§ **Description of the task**
The records appear below. Repeat them exactly.

Dataset records:
= = = = =
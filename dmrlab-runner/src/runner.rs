//! Backtest runner — wires the simulator, the risk model and metrics together.

use dmrlab_core::data::AlignedPair;
use dmrlab_core::domain::Asset;
use dmrlab_core::engine::{EngineError, Simulator};
use dmrlab_core::signal::{build_daily_signal, Signal, SignalError, SignalRule};
use dmrlab_core::walk_forward::{RiskClassifier, RiskForecast, RiskSeries, WalkForwardError};
use thiserror::Error;

use crate::config::{ConfigError, DmrConfig};
use crate::data_loader::LoadError;
use crate::result::BacktestResult;

/// Errors from the runner.
#[derive(Debug, Error)]
pub enum RunError {
    #[error("config error: {0}")]
    Config(#[from] ConfigError),
    #[error("data error: {0}")]
    Data(#[from] LoadError),
    #[error("simulation error: {0}")]
    Engine(#[from] EngineError),
    #[error("risk model error: {0}")]
    RiskModel(#[from] WalkForwardError),
    #[error("signal error: {0}")]
    Signal(#[from] SignalError),
}

/// Strategy names used in results and reports.
pub const DMR: &str = "DMR";
pub const DMR_ML: &str = "DMR-ML";
pub const BENCHMARK: &str = "Benchmark";

/// Simulate one parameter pair and assemble its result.
///
/// Metrics use the simulator's own risk-free rate.
pub fn run_backtest(
    pair: &AlignedPair,
    simulator: &Simulator,
    momentum_window: usize,
    ma_window: usize,
    risk: Option<&RiskSeries>,
    strategy: &str,
) -> Result<BacktestResult, RunError> {
    let output = simulator.run(pair, momentum_window, ma_window, risk)?;
    let result = BacktestResult::from_simulation(strategy, output, simulator.costs().risk_free_rate);
    tracing::debug!(
        strategy,
        momentum_window,
        ma_window,
        total_return = result.metrics.total_return,
        sharpe = result.metrics.sharpe,
        trades = result.metrics.total_trades,
        "backtest complete"
    );
    Ok(result)
}

/// Train the walk-forward risk model on asset A's bars.
pub fn train_risk_model(pair: &AlignedPair, config: &DmrConfig) -> Result<RiskForecast, RunError> {
    let classifier = RiskClassifier::new(config.walk_forward_params(), config.forest_params())?;
    let forecast = classifier.fit_predict_bars(pair.bars(Asset::A))?;
    Ok(forecast)
}

/// Today's signal at the configured default windows.
pub fn daily_signal(
    pair: &AlignedPair,
    config: &DmrConfig,
    risk: Option<&RiskSeries>,
) -> Result<Signal, RunError> {
    let rule = SignalRule::new(
        config.strategy.default_momentum_window,
        config.strategy.default_ma_window,
    )?;
    let signal = build_daily_signal(pair, &rule, risk, config.gate_thresholds()?)?;
    Ok(signal)
}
= = = = =
§ **Response area**
filename dmrlab-runner/src/runner.rs
//! Backtest runner — wires the simulator, the risk model and metrics together.

use dmrlab_core::data::AlignedPair;
use dmrlab_core::domain::Asset;
use dmrlab_core::engine::{EngineError, Simulator};
use dmrlab_core::signal::{build_daily_signal, Signal, SignalError, SignalRule};
use dmrlab_core::walk_forward::{RiskClassifier, RiskForecast, RiskSeries, WalkForwardError};
use thiserror::Error;

use crate::config::{ConfigError, DmrConfig};
use crate::data_loader::LoadError;
use crate::result::BacktestResult;

/// Errors from the runner.
#[derive(Debug, Error)]
pub enum RunError {
    #[error("config error: {0}")]
    Config(#[from] ConfigError),
    #[error("data error: {0}")]
    Data(#[from] LoadError),
    #[error("simulation error: {0}")]
    Engine(#[from] EngineError),
    #[error("risk model error: {0}")]
    RiskModel(#[from] WalkForwardError),
    #[error("signal error: {0}")]
    Signal(#[from] SignalError),
}

/// Strategy names used in results and reports.
pub const DMR: &str = "DMR";
pub const DMR_ML: &str = "DMR-ML";
pub const BENCHMARK: &str = "Benchmark";

/// Simulate one parameter pair and assemble its result.
///
/// Metrics use the simulator's own risk-free rate.
pub fn run_backtest(
    pair: &AlignedPair,
    simulator: &Simulator,
    momentum_window: usize,
    ma_window: usize,
    risk: Option<&RiskSeries>,
    strategy: &str,
) -> Result<BacktestResult, RunError> {
    let output = simulator.run(pair, momentum_window, ma_window, risk)?;
    let result = BacktestResult::from_simulation(strategy, output, simulator.costs().risk_free_rate);
    tracing::debug!(
        strategy,
        momentum_window,
        ma_window,
        total_return = result.metrics.total_return,
        sharpe = result.metrics.sharpe,
        trades = result.metrics.total_trades,
        "backtest complete"
    );
    Ok(result)
}

/// Train the walk-forward risk model on asset A's bars.
pub fn train_risk_model(pair: &AlignedPair, config: &DmrConfig) -> Result<RiskForecast, RunError> {
    let classifier = RiskClassifier::new(config.walk_forward_params(), config.forest_params())?;
    let forecast = classifier.fit_predict_bars(pair.bars(Asset::A))?;
    Ok(forecast)
}

/// Today's signal at the configured default windows.
pub fn daily_signal(
    pair: &AlignedPair,
    config: &DmrConfig,
    risk: Option<&RiskSeries>,
) -> Result<Signal, RunError> {
    let rule = SignalRule::new(
        config.strategy.default_momentum_window,
        config.strategy.default_ma_window,
    )?;
    let signal = build_daily_signal(pair, &rule, risk, config.gate_thresholds()?)?;
    Ok(signal)
}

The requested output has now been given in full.